#### [WORK ORDER]
Pull out every line below containing the word "roles".

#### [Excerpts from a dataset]
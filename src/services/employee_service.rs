use chrono::Utc;
use std::sync::Arc;
use tracing::{info, warn};

use crate::database::PayrollStore;
use crate::dto::employee_dto::{CreateEmployeePayload, UpdateEmployeePayload};
use crate::error::{Error, Result};
use crate::models::employee::{Employee, EmployeeChanges, NewEmployee};
use crate::utils::crypto::hash_password;
use crate::utils::token::generate_code;

pub const DEFAULT_ROLE: &str = "ROLE_EMPLOYEE";

#[derive(Clone)]
pub struct EmployeeService {
    store: Arc<dyn PayrollStore>,
}

fn check_birth_date(date_of_birth: chrono::NaiveDate) -> Result<()> {
    if date_of_birth >= Utc::now().date_naive() {
        return Err(Error::InvalidArgument(
            "Date of birth must be in the past".into(),
        ));
    }
    Ok(())
}

impl EmployeeService {
    pub fn new(store: Arc<dyn PayrollStore>) -> Self {
        Self { store }
    }

    pub async fn create(&self, payload: CreateEmployeePayload) -> Result<Employee> {
        check_birth_date(payload.date_of_birth)?;
        let email = payload.email.trim().to_lowercase();
        if self.store.find_employee_by_email(&email).await?.is_some() {
            warn!(email = %email, "Attempt to create employee with existing email");
            return Err(Error::Conflict(format!("Email {} already exists", email)));
        }

        let roles = if payload.roles.is_empty() {
            vec![DEFAULT_ROLE.to_string()]
        } else {
            payload.roles
        };
        let employee = self
            .store
            .insert_employee(NewEmployee {
                code: generate_code("EMP"),
                first_name: payload.first_name,
                last_name: payload.last_name,
                email,
                password_hash: hash_password(&payload.password)?,
                mobile: payload.mobile,
                date_of_birth: payload.date_of_birth,
                roles,
            })
            .await?;
        info!(employee = %employee.code, email = %employee.email, "Created employee");
        Ok(employee)
    }

    pub async fn list_all(&self) -> Result<Vec<Employee>> {
        self.store.list_employees().await
    }

    pub async fn get_by_code(&self, code: &str) -> Result<Employee> {
        self.store.find_employee(code).await?.ok_or_else(|| {
            warn!(employee = %code, "Employee not found");
            Error::NotFound(format!("Employee {} not found", code))
        })
    }

    pub async fn get_by_email(&self, email: &str) -> Result<Employee> {
        let email = email.trim().to_lowercase();
        self.store
            .find_employee_by_email(&email)
            .await?
            .ok_or_else(|| Error::NotFound(format!("Employee with email {} not found", email)))
    }

    /// Replaces the mutable profile fields. The credential is re-hashed only
    /// when a non-empty password is supplied.
    pub async fn update(&self, code: &str, payload: UpdateEmployeePayload) -> Result<Employee> {
        check_birth_date(payload.date_of_birth)?;
        let password_hash = match payload.password.as_deref() {
            Some(password) if !password.is_empty() => Some(hash_password(password)?),
            _ => None,
        };
        let credential_changed = password_hash.is_some();

        let employee = self
            .store
            .update_employee(
                code,
                EmployeeChanges {
                    first_name: payload.first_name,
                    last_name: payload.last_name,
                    mobile: payload.mobile,
                    date_of_birth: payload.date_of_birth,
                    roles: payload.roles.filter(|roles| !roles.is_empty()),
                    password_hash,
                },
            )
            .await?
            .ok_or_else(|| {
                warn!(employee = %code, "Employee not found for update");
                Error::NotFound(format!("Employee {} not found", code))
            })?;
        info!(employee = %code, credential_changed, "Updated employee");
        Ok(employee)
    }

    pub async fn delete(&self, code: &str) -> Result<()> {
        if !self.store.delete_employee(code).await? {
            warn!(employee = %code, "Attempt to delete non-existent employee");
            return Err(Error::NotFound(format!("Employee {} not found", code)));
        }
        info!(employee = %code, "Deleted employee");
        Ok(())
    }
}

#### [WRITTEN RESPONSE]
        let roles = if payload.roles.is_empty() {
            payload.roles
                roles,
                    roles: payload.roles.filter(|roles| !roles.is_empty()),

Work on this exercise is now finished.